Records ::
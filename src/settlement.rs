use super::*;

impl Ledger {
  /// Sign and broadcast `skeleton`, then reconcile the pools.
  ///
  /// Consumed inputs stay in their pools if signing fails, since nothing was
  /// submitted, but are held back so the next request picks other inputs.
  /// Once a signed transaction is handed to the node its inputs are removed
  /// for good, whether or not the broadcast is accepted. Only an accepted
  /// broadcast adds the new outputs back into the pools.
  pub fn settle(
    &mut self,
    node: &impl Node,
    skeleton: Skeleton,
  ) -> Result<Txid, SettlementError> {
    let value = skeleton.output_value();

    let Skeleton {
      consumed,
      shape,
      transaction,
    } = skeleton;

    let signed = match node
      .sign(&transaction)
      .snafu_context(error::Sign { shape })
    {
      Ok(signed) => signed,
      Err(err) => {
        for outpoint in &consumed {
          self.pools.hold(*outpoint);
        }

        return Err(self.failure(err));
      }
    };

    for outpoint in &consumed {
      self.pools.remove(outpoint);
    }

    let txid = match node
      .broadcast(&signed)
      .snafu_context(error::Broadcast { shape })
    {
      Ok(txid) => txid,
      Err(err) => return Err(self.failure(err)),
    };

    for (vout, output) in (0..).zip(&transaction.output) {
      self.pools.insert(OutPoint { txid, vout }, output.value);
    }

    self.settled += 1;

    log::info!(
      "settlement outcome=success shape={shape} txid={txid} inputs={} outputs={} value={} settled={}",
      consumed.len(),
      transaction.output.len(),
      value.to_sat(),
      self.settled,
    );

    Ok(txid)
  }

  fn failure(&mut self, err: SettlementError) -> SettlementError {
    self.failed += 1;

    log::warn!(
      "settlement outcome=failure shape={} failed={} held={} reason={}",
      err.shape(),
      self.failed,
      self.pools.held(),
      err
        .iter_chain()
        .map(ToString::to_string)
        .collect::<Vec<String>>()
        .join(": "),
    );

    err
  }
}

What is required ::
The response has to contain every record shown above, unaltered and complete.

Answer for this exercise ::
filename src/settlement.rs
use super::*;

impl Ledger {
  /// Sign and broadcast `skeleton`, then reconcile the pools.
  ///
  /// Consumed inputs stay in their pools if signing fails, since nothing was
  /// submitted, but are held back so the next request picks other inputs.
  /// Once a signed transaction is handed to the node its inputs are removed
  /// for good, whether or not the broadcast is accepted. Only an accepted
  /// broadcast adds the new outputs back into the pools.
  pub fn settle(
    &mut self,
    node: &impl Node,
    skeleton: Skeleton,
  ) -> Result<Txid, SettlementError> {
    let value = skeleton.output_value();

    let Skeleton {
      consumed,
      shape,
      transaction,
    } = skeleton;

    let signed = match node
      .sign(&transaction)
      .snafu_context(error::Sign { shape })
    {
      Ok(signed) => signed,
      Err(err) => {
        for outpoint in &consumed {
          self.pools.hold(*outpoint);
        }

        return Err(self.failure(err));
      }
    };

    for outpoint in &consumed {
      self.pools.remove(outpoint);
    }

    let txid = match node
      .broadcast(&signed)
      .snafu_context(error::Broadcast { shape })
    {
      Ok(txid) => txid,
      Err(err) => return Err(self.failure(err)),
    };

    for (vout, output) in (0..).zip(&transaction.output) {
      self.pools.insert(OutPoint { txid, vout }, output.value);
    }

    self.settled += 1;

    log::info!(
      "settlement outcome=success shape={shape} txid={txid} inputs={} outputs={} value={} settled={}",
      consumed.len(),
      transaction.output.len(),
      value.to_sat(),
      self.settled,
    );

    Ok(txid)
  }

  fn failure(&mut self, err: SettlementError) -> SettlementError {
    self.failed += 1;

    log::warn!(
      "settlement outcome=failure shape={} failed={} held={} reason={}",
      err.shape(),
      self.failed,
      self.pools.held(),
      err
        .iter_chain()
        .map(ToString::to_string)
        .collect::<Vec<String>>()
        .join(": "),
    );

    err
  }
}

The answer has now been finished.